A complete, exact copy of the records is needed here.
##### Supplied material #####
//! Club subscription factory.

use chrono::{DateTime, Utc};
use sea_orm::{ActiveModelTrait, ActiveValue, DatabaseConnection, DbErr};

/// Factory for creating test subscriptions.
pub struct ClubSubscriptionFactory<'a> {
    db: &'a DatabaseConnection,
    user_id: i32,
    club_id: i32,
    joined_at: DateTime<Utc>,
}

impl<'a> ClubSubscriptionFactory<'a> {
    /// Creates a new factory joining `user_id` to `club_id` now.
    pub fn new(db: &'a DatabaseConnection, user_id: i32, club_id: i32) -> Self {
        Self {
            db,
            user_id,
            club_id,
            joined_at: Utc::now(),
        }
    }

    /// Sets the join timestamp.
    pub fn joined_at(mut self, joined_at: DateTime<Utc>) -> Self {
        self.joined_at = joined_at;
        self
    }

    /// Builds and inserts the subscription entity into the database.
    pub async fn build(self) -> Result<entity::club_subscription::Model, DbErr> {
        entity::club_subscription::ActiveModel {
            user_id: ActiveValue::Set(self.user_id),
            club_id: ActiveValue::Set(self.club_id),
            joined_at: ActiveValue::Set(self.joined_at),
        }
        .insert(self.db)
        .await
    }
}

/// Subscribes `user_id` to `club_id`.
pub async fn create_subscription(
    db: &DatabaseConnection,
    user_id: i32,
    club_id: i32,
) -> Result<entity::club_subscription::Model, DbErr> {
    ClubSubscriptionFactory::new(db, user_id, club_id)
        .build()
        .await
}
#####
* [Written solution]
//! Club subscription factory.

use chrono::{DateTime, Utc};
use sea_orm::{ActiveModelTrait, ActiveValue, DatabaseConnection, DbErr};

/// Factory for creating test subscriptions.
pub struct ClubSubscriptionFactory<'a> {
    db: &'a DatabaseConnection,
    user_id: i32,
    club_id: i32,
    joined_at: DateTime<Utc>,
}

impl<'a> ClubSubscriptionFactory<'a> {
    /// Creates a new factory joining `user_id` to `club_id` now.
    pub fn new(db: &'a DatabaseConnection, user_id: i32, club_id: i32) -> Self {
        Self {
            db,
            user_id,
            club_id,
            joined_at: Utc::now(),
        }
    }

    /// Sets the join timestamp.
    pub fn joined_at(mut self, joined_at: DateTime<Utc>) -> Self {
        self.joined_at = joined_at;
        self
    }

    /// Builds and inserts the subscription entity into the database.
    pub async fn build(self) -> Result<entity::club_subscription::Model, DbErr> {
        entity::club_subscription::ActiveModel {
            user_id: ActiveValue::Set(self.user_id),
            club_id: ActiveValue::Set(self.club_id),
            joined_at: ActiveValue::Set(self.joined_at),
        }
        .insert(self.db)
        .await
    }
}

/// Subscribes `user_id` to `club_id`.
pub async fn create_subscription(
    db: &DatabaseConnection,
    user_id: i32,
    club_id: i32,
) -> Result<entity::club_subscription::Model, DbErr> {
    ClubSubscriptionFactory::new(db, user_id, club_id)
        .build()
        .await
}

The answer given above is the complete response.